As the Cultural Revolution subsided and the administration of Deng Xiaoping began focusing on China’s economic development, exploiting natural resources and adding value to them became a priority. In 1986, Deng approved a national high-tech research and development plan to help China ‘to gain a foothold in the world arena; to strive to achieve breakthroughs in key technical fields that concern the national economic lifeline and national security; and to achieve “leap-frog” development in key high-tech fields in which China enjoys relative advantages or should take strategic positions’.

In 1992, on a visit to inner Mongolia and the rare-earths district of Baotou, Deng famously commented:

The Middle East has its oil, China has rare earth: China’s rare earth deposits account for 80 percent of identified global reserves, you can compare the status of these reserves to that of oil in the Middle East: it is of extremely important strategic significance; we must be sure to handle the rare earth issue properly and make the fullest use of our country’s advantage in rare earth resources.

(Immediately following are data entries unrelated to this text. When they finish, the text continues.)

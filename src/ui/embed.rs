use std::sync::OnceLock;

use serde::Serialize;
use serde_json::Value;
use tracing::{debug, warn};

use crate::Result;

/// Envelope posted to the embedding window.
#[derive(Debug, Clone, PartialEq, Serialize)]
pub struct EmbedMessage {
    #[serde(rename = "type")]
    pub kind: String,
    pub data: Value,
}

/// Cross-window bridge to the page embedding this application.
pub trait Messenger: Send + Sync {
    fn post(&self, message: &EmbedMessage) -> Result<()>;
}

impl<F> Messenger for F
where
    F: Fn(&EmbedMessage) -> Result<()> + Send + Sync,
{
    fn post(&self, message: &EmbedMessage) -> Result<()> {
        (self)(message)
    }
}

#[derive(Debug, Clone, Copy, PartialEq, Eq)]
pub struct EmbedFlags {
    pub is_iframe: bool,
    pub is_fullpage: bool,
}

/// Whether the application runs inside a third-party frame, and the bridge
/// used to talk to that frame's parent.
///
/// The flags are unknown until [`EmbedContext::detect`] runs. Detection
/// happens once; later calls return the first result.
pub struct EmbedContext {
    flags: OnceLock<EmbedFlags>,
    messenger: Box<dyn Messenger>,
}

impl EmbedContext {
    pub fn new(messenger: impl Messenger + 'static) -> Self {
        Self {
            flags: OnceLock::new(),
            messenger: Box::new(messenger),
        }
    }

    /// Records the host facts: whether the window is nested in another one,
    /// and the page query string (`isFullpage=true` marks full-page mode).
    pub fn detect(&self, is_nested: bool, query: &str) -> EmbedFlags {
        *self.flags.get_or_init(|| {
            let flags = EmbedFlags {
                is_iframe: is_nested,
                is_fullpage: query.contains("isFullpage=true"),
            };
            debug!("Embedding detected: {flags:?}");
            flags
        })
    }

    pub fn flags(&self) -> Option<EmbedFlags> {
        self.flags.get().copied()
    }

    pub fn is_iframe(&self) -> Option<bool> {
        self.flags().map(|f| f.is_iframe)
    }

    pub fn is_fullpage(&self) -> Option<bool> {
        self.flags().map(|f| f.is_fullpage)
    }

    /// Posts `{ type, data }` to the parent window when embedded.
    ///
    /// Returns whether a message was handed to the messenger. Messenger
    /// failures are logged and swallowed.
    pub fn post_message(&self, kind: &str, data: Value) -> bool {
        if self.is_iframe() != Some(true) {
            return false;
        }

        let message = EmbedMessage {
            kind: kind.to_string(),
            data,
        };

        if let Err(err) = self.messenger.post(&message) {
            warn!("Post message failed: {err}");
            return false;
        }

        true
    }
}

impl std::fmt::Debug for EmbedContext {
    fn fmt(&self, f: &mut std::fmt::Formatter<'_>) -> std::fmt::Result {
        f.debug_struct("EmbedContext")
            .field("flags", &self.flags.get())
            .finish_non_exhaustive()
    }
}

// region:    --- Tests

#[cfg(test)]
mod tests {
    use std::sync::{Arc, Mutex};

    use serde_json::json;

    use crate::Error;

    use super::*;

    fn recording() -> (EmbedContext, Arc<Mutex<Vec<EmbedMessage>>>) {
        let sent: Arc<Mutex<Vec<EmbedMessage>>> = Arc::default();
        let sink = sent.clone();

        let context = EmbedContext::new(move |message: &EmbedMessage| -> Result<()> {
            sink.lock().unwrap().push(message.clone());
            Ok(())
        });

        (context, sent)
    }

    #[test]
    fn test_embed_detect_once() {
        let (context, _) = recording();
        assert_eq!(None, context.flags());

        let flags = context.detect(true, "?isFullpage=true&lang=ko");
        let again = context.detect(false, "");

        assert_eq!(flags, again);
        assert_eq!(Some(true), context.is_iframe());
        assert_eq!(Some(true), context.is_fullpage());
    }

    #[test]
    fn test_embed_post_only_when_embedded() {
        let (top_level, sent) = recording();
        assert!(!top_level.post_message("resize", json!({ "height": 640 })));

        top_level.detect(false, "");
        assert!(!top_level.post_message("resize", json!({ "height": 640 })));
        assert!(sent.lock().unwrap().is_empty());

        let (embedded, sent) = recording();
        embedded.detect(true, "");
        assert!(embedded.post_message("resize", json!({ "height": 640 })));

        let sent = sent.lock().unwrap();
        assert_eq!("resize", sent[0].kind);
        assert_eq!(
            r#"{"type":"resize","data":{"height":640}}"#,
            serde_json::to_string(&sent[0]).unwrap()
        );
    }

    #[test]
    fn test_embed_messenger_failure_swallowed() {
        let context = EmbedContext::new(|_: &EmbedMessage| -> Result<()> {
            Err(Error::network("parent gone"))
        });
        context.detect(true, "");

        assert!(!context.post_message("close", Value::Null));
    }
}

// endregion: --- Tests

China’s mercantilist approach to rare earths was reinforced by Deng’s successor Jiang Zemin, who, on a similar visit to Baotou in 1999, declared that China’s task was to ‘improve the development and application of rare earth, and change the resource advantage into economic superiority’.

China’s production of rare earths rose strongly, reaching 50,000 tonnes by 1996 and 120,000 tonnes by 2010.

At least 40% of China’s output was ‘illegal’ production by small-scale entrepreneurs in the south of China who found they could extract rare-earth oxides from clay soils either with strip mining or by soaking trenches with sulphuric acid.

Efforts to shut down these operations, which cause extensive environmental damage, have been only been partially successful, in a striking reminder that the power of the monolithic Chinese state diminishes with the distance from Beijing.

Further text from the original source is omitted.